Administration of suboptimal antibiotics, especially fluoroquinolones, can result in RIF resistance in S. aureus by increasing deletions or insertions in rpoB.18 In our study, nearly half of the patients (46%) had antibiotics exposure one month prior to the initiation of RIF treatment. However, we did not find a high rate of RIF resistance in isolates collected at enrollment, or during the follow-up surveillance period.
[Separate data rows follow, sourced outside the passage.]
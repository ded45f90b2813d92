//! Channel-level operations that apply to either session kind.

use time::OffsetDateTime;
use tracing::{info, warn};

use crate::{
    dao::gateway::GameStatus,
    error::{Rejection, ServiceError},
    state::{
        SharedState,
        session::{ChannelId, ChannelSession, MessageRef},
    },
};

/// Point-in-time view of the channel's session, for re-rendering.
pub fn snapshot(state: &SharedState, channel_id: &ChannelId) -> Result<ChannelSession, ServiceError> {
    state
        .registry()
        .get(channel_id)
        .ok_or_else(|| Rejection::SessionNotFound.into())
}

/// Record the transport's message reference on the live session.
///
/// The first write wins; later calls are no-ops so a racing re-render cannot
/// repoint the session at a different message.
pub fn attach_message_ref(
    state: &SharedState,
    channel_id: &ChannelId,
    message_ref: MessageRef,
) -> Result<(), ServiceError> {
    state.registry().mutate(channel_id, |session| {
        session.set_message_ref(message_ref);
        Ok(())
    })?;
    Ok(())
}

/// Tear down whatever session the channel holds and return its last snapshot.
///
/// A cancelled game is finalized in the store after detachment; if that write
/// fails the in-memory cancellation has still taken effect and the error is
/// surfaced for the caller to retry against the durable row.
pub async fn cancel(
    state: &SharedState,
    channel_id: &ChannelId,
) -> Result<ChannelSession, ServiceError> {
    let session = state
        .registry()
        .remove(channel_id)
        .ok_or(Rejection::SessionNotFound)?;

    match &session {
        ChannelSession::Lobby(lobby) => {
            info!(
                channel = %channel_id,
                players = lobby.player_count(),
                "lobby cancelled"
            );
        }
        ChannelSession::Game(game) => {
            let ended_at = OffsetDateTime::now_utc();
            if let Err(err) = state
                .gateway()
                .finalize_game(
                    game.game_id(),
                    GameStatus::Cancelled,
                    game.started_at(),
                    ended_at,
                )
                .await
            {
                warn!(
                    channel = %channel_id,
                    game_id = %game.game_id(),
                    error = %err,
                    "failed to finalize cancelled game"
                );
                return Err(err.into());
            }
            info!(channel = %channel_id, game_id = %game.game_id(), "game cancelled");
        }
    }

    Ok(session)
}

#[cfg(test)]
mod tests {
    use std::sync::Arc;

    use crate::{
        config::AppConfig,
        dao::memory::InMemoryStore,
        services::lobby_service::{self, ReadyOutcome},
        state::{AppState, session::SessionKind, session::UserId},
    };

    use super::*;

    fn app() -> (SharedState, InMemoryStore) {
        let store = InMemoryStore::new();
        let state = AppState::new(
            AppConfig::default(),
            Arc::new(store.clone()),
            Arc::new(store.clone()),
        );
        (state, store)
    }

    fn channel() -> ChannelId {
        ChannelId::from("C100")
    }

    #[tokio::test]
    async fn snapshot_of_idle_channel_is_not_found() {
        let (state, _) = app();
        let err = snapshot(&state, &channel()).unwrap_err();
        assert_eq!(err.as_rejection(), Some(&Rejection::SessionNotFound));
    }

    #[tokio::test]
    async fn message_ref_sticks_to_the_first_render() {
        let (state, _) = app();
        lobby_service::join(&state, &channel(), UserId::from("u1"), "Alice".into())
            .await
            .unwrap();

        attach_message_ref(&state, &channel(), MessageRef::from("ts-1")).unwrap();
        attach_message_ref(&state, &channel(), MessageRef::from("ts-2")).unwrap();

        let session = snapshot(&state, &channel()).unwrap();
        assert_eq!(
            session.as_lobby().unwrap().message_ref(),
            Some(&MessageRef::from("ts-1"))
        );
    }

    #[tokio::test]
    async fn cancelling_a_lobby_frees_the_channel() {
        let (state, _) = app();
        lobby_service::join(&state, &channel(), UserId::from("u1"), "Alice".into())
            .await
            .unwrap();

        let session = cancel(&state, &channel()).await.unwrap();
        assert_eq!(session.kind(), SessionKind::Lobby);
        assert!(state.registry().get(&channel()).is_none());

        // A new lobby can form right away.
        lobby_service::join(&state, &channel(), UserId::from("u2"), "Bob".into())
            .await
            .unwrap();
    }

    #[tokio::test]
    async fn cancelling_a_game_finalizes_the_durable_row() {
        let (state, store) = app();
        for (user_id, name) in [("u1", "Alice"), ("u2", "Bob"), ("u3", "Cara"), ("u4", "Dee")] {
            lobby_service::join(&state, &channel(), UserId::from(user_id), name.into())
                .await
                .unwrap();
        }
        let mut game_id = None;
        for user_id in ["u1", "u2", "u3", "u4"] {
            if let ReadyOutcome::Started(game) =
                lobby_service::toggle_ready(&state, &channel(), &UserId::from(user_id))
                    .await
                    .unwrap()
            {
                game_id = Some(game.game_id());
            }
        }
        let game_id = game_id.expect("game started");

        let session = cancel(&state, &channel()).await.unwrap();
        assert_eq!(session.kind(), SessionKind::Game);
        assert!(state.registry().get(&channel()).is_none());
        assert_eq!(store.game(game_id).unwrap().status, GameStatus::Cancelled);
    }

    #[tokio::test]
    async fn cancelling_an_idle_channel_is_not_found() {
        let (state, _) = app();
        let err = cancel(&state, &channel()).await.unwrap_err();
        assert_eq!(err.as_rejection(), Some(&Rejection::SessionNotFound));
    }
}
Mutations in rpoB are not only associated with resistance to RIF, but also to other antibiotics including vancomycin and daptomycin.19,20 Watanabe et al reported that 71% (27 out of 38) of their VISA isolates had mutations in rpoB, and that 95.6% of the RIF-R MRSA mutants showed decreased vancomycin susceptibilities.19 Chen et al reported that mutations in rpoB (RpoB A477V, RpoB S529L) and fusA resulted in resistance to both agents, and were associated with the convergence of heterogeneous VISA to VISA in their isolates.21 In the report by Baek et al, the first isolate following daptomycin exposure had a single-nucleotide polymorphism in rpoB (RpoB A477D), which had decreased susceptibility to daptomycin, RIF, and vancomycin.20 The MRSA isolates in our study also carried the same rpoB mutation site, but we did not observe an increase of daptomycin and vancomycin MICs for these isolates. However, it is not clear whether our isolates would have had increased MICs after exposure to these agents. It is interesting that the MICs of linezolid gradually increased in RIF-R isolates obtained from persistent carriers. Further study is needed to understand whether cross-resistance to other antibiotics developed during prolonged RIF exposure, or whether resistance rapidly evolved during exposure to antibiotics.
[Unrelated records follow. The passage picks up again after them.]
//! Backend-agnostic storage error types.

use std::error::Error;
use thiserror::Error;

/// Result alias for storage operations.
pub type StorageResult<T> = Result<T, StorageError>;

/// Error raised by storage backends regardless of the underlying database.
#[derive(Debug, Error)]
pub enum StorageError {
    /// The backend could not be reached or the write failed.
    #[error("storage unavailable: {message}")]
    Unavailable {
        /// What the backend was doing when it failed.
        message: String,
        /// Underlying backend failure.
        #[source]
        source: Box<dyn Error + Send + Sync>,
    },
    /// A record the operation depends on does not exist in the store.
    #[error("missing record: {0}")]
    Missing(String),
}

impl StorageError {
    /// Construct an unavailable error from any backend failure.
    pub fn unavailable(message: String, source: impl Error + Send + Sync + 'static) -> Self {
        StorageError::Unavailable {
            message,
            source: Box::new(source),
        }
    }
}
The MRSA strain t026-ST45-SCCmecVT obtained from one of the two persistent carriers carried fusC, which confers low-level resistance to fusidic acid. Fusidic acid is commonly used in combination with RIF as a treatment for MRSA infections.1 The MRSA ST45 strain originated from Europe, and was rarely isolated in Taiwan before 2011.22,23 It is now the leading strain of MRSA isolated from staff and residents at nursing homes.22 In a recent study, >40% (21 out of 52) of MRSA ST45 isolates were shown to be resistant to fusidic acid.24 However, the authors of that study did not provide the rates of susceptibility of MRSA ST 45 to RIF.24 It is important to monitor whether this strain disseminated further in Taiwan, in order to better understand its multiple drug-resistant characteristics.

Limitations

There are several limitations in this study. First, the sample size was small, and the rate of nasal S. aureus carriage was low, especially compared to the rates reported in other studies from Taiwan. Second, we used culture-based methods to identify the isolates to the species level, the results of which can be influenced by collection techniques and culture conditions. Third, some patients were lost to follow-up after discontinuing RIF treatment. We, therefore, were not able to accurately determine the reinfection and RIF resistance rates after RIF exposure. Fourth, antibiotics usage at enrollment may be one of the reasons for the low nasal carriage rate, although the culture rates did not differ significantly. Fifth, detailed medical information, including patients’ immunosuppression and exposure to invasive devices, especially central venous catheters, was not available for assessing risk factors for S. aureus colonization. Finally, we did not fully sequence rpoB. The full-length sequence of the gene should be determined to understand whether mutations in rpoB accumulated during prolonged RIF exposure.

Conclusion

S. aureus nasal carriage of TB patients could be eradicated after initiation of RIF-containing regimens. RIF-R S. aureus strains, which are acquired during RIF treatment for TB patients, are more likely to result in persistent nasal carriage. Re-colonization with RIF-susceptible S. aureus strains after discontinuation of the agent is also common. Monitoring of emergence and possible dissemination of the MRSA ST45 strains among TB patients on RIF treatment in Taiwan is warranted.

Acknowledgment

This study was supported by internal funding (FEMH-99- C-039).

Disclosure

The authors report no conflicts of interest in this work.